On page 67 of the Conservative Party manifesto (analysis here), Theresa May's "team" announces a significant shift in the way elderly care is going to be paid for. Their plans have generated a great deal of controversy which, combined with means testing for winter fuel payments and ending the triple lock on pensions, moves the Tories away from protecting pensioners from the squeeze they unnecessarily put on public finances to one where they're going to have to also pay. It has proven hugely controversial. Some Conservatives are very unhappy with it, and you can bet this view is shared by more than a few of their MPs. Setting aside the politics of the changes and why the Tories have decided to put this policy in their manifesto, what do the measures mean and why is Labour dubbing it the 'Dementia Tax'?
Presently, recipients of residential care have to part fund the service they receive if they have assets in excess of £23,250. If they are applying for a place in a home, they have to include the value of their house in the means test. As around two thirds of pensioners are home owners, this often means selling the house from under them to pay for their care package - though an option exists to defer costs. To demonstrate, assume a 75 year old pensioner requiring residential care has £25k in savings and their house is worth £89k. Leaving aside income and assuming that person then lives for a further six years (in line with current life expectancy), according to care costs calculators for Staffordshire (because that's where I live) you're talking upwards of £190k. Note this will vary from county-to-county and by local authority area. Therefore, our pensioner would presently be required "contribute" almost £91,000. The remaining £23k of their assets will remain theirs. If on the other hand our pensioner requires domiciliary (at home) care, the application in this case would take into account their savings only. This care is cheaper, costing between 70-75% of being in a home and their contribution would be just £1,750 (again, leaving aside income from their pension(s)).
What they giveth in one hand they taketh with the other. Under the proposals in their manifesto, our imaginary pensioner above wouldn't have to pay anywhere near as much as the Conservatives promise to raise the capital floor to £100,000. Their contribution would shrink to just £14,000. Sounds alright, doesn't it?

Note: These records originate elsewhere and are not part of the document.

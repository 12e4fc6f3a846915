//! Broker topic layout.
//!
//! Everything lives under `orion/`. Command topics end in `/set`, their
//! echoes in `/state`. Discovery configs go under `homeassistant/`.

use core::fmt::Write;

use heapless::String;

pub const RELAY_SET: [&str; 4] = [
    "orion/relay1/set",
    "orion/relay2/set",
    "orion/relay3/set",
    "orion/relay4/set",
];

pub const RELAY_STATE: [&str; 4] = [
    "orion/relay1/state",
    "orion/relay2/state",
    "orion/relay3/state",
    "orion/relay4/state",
];

pub const LOCK_SET: &str = "orion/lock/set";
pub const LOCK_STATE: &str = "orion/lock/state";
pub const SENSORS_STATE: &str = "orion/sensors/state";
pub const GPS_STATE: &str = "orion/gps/state";

pub const DISCOVERY_PREFIX: &str = "homeassistant";
pub const NODE_ID: &str = "orion";

/// Fixed-capacity topic buffer.
pub type Topic = String<96>;

/// Which command an inbound topic addresses.
#[derive(Debug, Clone, Copy, PartialEq, Eq)]
pub enum CommandTopic {
    /// One-based relay number.
    Relay(usize),
    Lock,
}

impl CommandTopic {
    /// Where the applied state is echoed.
    pub fn state_topic(self) -> &'static str {
        match self {
            Self::Relay(n) => RELAY_STATE[n - 1],
            Self::Lock => LOCK_STATE,
        }
    }
}

/// Everything subscribed on each fresh connection, in order.
pub fn subscriptions() -> impl Iterator<Item = &'static str> {
    RELAY_SET.into_iter().chain(core::iter::once(LOCK_SET))
}

/// Match the last two path segments exactly, so a bridged prefix still
/// routes but `orion/unlock/set` does not.
pub fn match_command(topic: &str) -> Option<CommandTopic> {
    let mut segments = topic.rsplit('/');
    if segments.next() != Some("set") {
        return None;
    }
    let name = segments.next()?;
    if name == "lock" {
        return Some(CommandTopic::Lock);
    }
    (1..=RELAY_SET.len())
        .find(|&n| RELAY_SET[n - 1].split('/').nth(1) == Some(name))
        .map(CommandTopic::Relay)
}

/// `homeassistant/<component>/orion/<unique_id>/config`
pub fn discovery_topic(component: &str, unique_id: &str) -> Result<Topic, core::fmt::Error> {
    let mut topic = Topic::new();
    write!(topic, "{DISCOVERY_PREFIX}/{component}/{NODE_ID}/{unique_id}/config")?;
    Ok(topic)
}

But here's the catch. The Conservatives want to redefine the asset base so the house is counted for residential and domiciliary care. Another change is they will only come for the assets after the person in receipt of care has died. On the surface then, pensioners who are poorer or moderately okay like the example given would benefit. But older people whose combined assets are in excess of £100,000 are going to get clobbered. Or, rather, their families and children are. The problem for the Tories is this is their vote base, and there are millions of pensioners in this position. All of a sudden, estates of people in receipt of domiciliary care are going to receive steep bills after their loved one has died.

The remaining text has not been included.